On seeing from the top of a multi-storeyed building, the angles of depression of the top and the ground of an 8 metre high house are found to be 30° and 45° respectively. Find the height of the multi-storeyed building and the distance between both the buildings.

Hint:

In angle of depression problems, draw the diagram carefully — each line of sight forms a right triangle with the ground, and use tangent ratios to relate height and distance.

Answer 1

Step 1: Let the height of the multi-storeyed building be $h$ metres, and the horizontal distance between the buildings be $x$ metres. 
Step 2: Represent the situation. 
From the top of the taller building, the angles of depression to the top and bottom of the smaller building are 30° and 45° respectively.
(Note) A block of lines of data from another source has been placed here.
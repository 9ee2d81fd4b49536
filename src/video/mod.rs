pub mod caption;
pub mod ffmpeg;
pub mod frame;
pub mod generator;

pub use generator::VideoGenerator;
The height of the smaller building is 8 m. 
Step 3: Form the trigonometric equations. 
For the line of sight to the top of the smaller building: \[ \tan 30° = \frac{h - 8}{x} \Rightarrow \frac{1}{\sqrt{3}} = \frac{h - 8}{x} \Rightarrow x = \sqrt{3}(h - 8) \quad \text{...(1)} \] For the line of sight to the bottom (ground) of the smaller building: \[ \tan 45° = \frac{h}{x} \Rightarrow 1 = \frac{h}{x} \Rightarrow x = h \quad \text{...(2)} \] 
Step 4: Substitute equation (2) into (1). 
\[ h = \sqrt{3}(h - 8) \] 
Step 5: Simplify the equation. 
\[ h = \sqrt{3}h - 8\sqrt{3} \Rightarrow \sqrt{3}h - h = 8\sqrt{3} \Rightarrow h(\sqrt{3} - 1) = 8\sqrt{3} \Rightarrow h = \frac{8\sqrt{3}}{\sqrt{3} - 1} \] 
Step 6: Rationalize the denominator. 
\[ h = \frac{8\sqrt{3}(\sqrt{3} + 1)}{(\sqrt{3} - 1)(\sqrt{3} + 1)} = \frac{8\sqrt{3}(\sqrt{3} + 1)}{2} = 4\sqrt{3}(\sqrt{3} + 1) \] \[ h = 4(3 + \sqrt{3}) = 12 + 4\sqrt{3} \] \[ h \approx 12 + 6.928 = 18.928 \, \text{m} \] Step 7: Find the distance between both buildings. 
From equation (2): $x = h = 18.928 \, \text{m}$. 
Step 8: Conclusion. 
\[ \boxed{\text{Height of multi-storeyed building} = 12 + 4\sqrt{3} \text{ m } (\approx 18.93 \text{ m})} \] \[ \boxed{\text{Distance between buildings} = 18.93 \text{ m}} \]